== DATA PROVIDED ==
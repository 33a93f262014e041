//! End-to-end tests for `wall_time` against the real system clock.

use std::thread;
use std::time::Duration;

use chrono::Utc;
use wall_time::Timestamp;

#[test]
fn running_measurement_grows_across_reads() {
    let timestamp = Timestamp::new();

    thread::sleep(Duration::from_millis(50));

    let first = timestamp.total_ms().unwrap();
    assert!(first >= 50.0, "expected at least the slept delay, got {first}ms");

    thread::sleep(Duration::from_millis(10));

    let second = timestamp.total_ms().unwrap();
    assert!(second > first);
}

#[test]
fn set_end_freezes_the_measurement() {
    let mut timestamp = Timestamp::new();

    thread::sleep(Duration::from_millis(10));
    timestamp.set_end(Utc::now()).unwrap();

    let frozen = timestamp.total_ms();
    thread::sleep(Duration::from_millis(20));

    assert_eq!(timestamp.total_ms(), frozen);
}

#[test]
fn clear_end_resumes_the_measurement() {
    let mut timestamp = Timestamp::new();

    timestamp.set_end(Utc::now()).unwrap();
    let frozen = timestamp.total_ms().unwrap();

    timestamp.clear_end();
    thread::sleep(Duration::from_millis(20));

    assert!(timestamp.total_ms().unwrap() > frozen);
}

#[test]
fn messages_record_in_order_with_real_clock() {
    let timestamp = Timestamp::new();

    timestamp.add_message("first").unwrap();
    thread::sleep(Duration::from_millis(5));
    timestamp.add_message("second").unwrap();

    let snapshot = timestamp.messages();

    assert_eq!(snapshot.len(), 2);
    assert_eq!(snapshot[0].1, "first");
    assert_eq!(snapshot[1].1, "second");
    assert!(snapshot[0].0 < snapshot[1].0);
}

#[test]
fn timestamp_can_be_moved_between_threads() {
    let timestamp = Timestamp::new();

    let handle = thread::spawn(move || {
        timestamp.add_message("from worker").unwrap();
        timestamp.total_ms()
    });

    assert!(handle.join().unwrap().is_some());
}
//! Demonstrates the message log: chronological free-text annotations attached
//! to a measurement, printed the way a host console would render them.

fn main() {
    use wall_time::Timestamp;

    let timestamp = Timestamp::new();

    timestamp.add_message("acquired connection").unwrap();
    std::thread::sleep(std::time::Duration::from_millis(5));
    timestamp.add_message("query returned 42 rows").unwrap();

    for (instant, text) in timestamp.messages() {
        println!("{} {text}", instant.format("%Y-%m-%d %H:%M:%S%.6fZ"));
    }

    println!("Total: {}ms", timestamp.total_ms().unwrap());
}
===
YOUR TASK >>
From the entries above, select each line containing the string "text".

TASK ANSWER >>
//! Demonstrates the message log: chronological free-text annotations attached
    for (instant, text) in timestamp.messages() {
        println!("{} {text}", instant.format("%Y-%m-%d %H:%M:%S%.6fZ"));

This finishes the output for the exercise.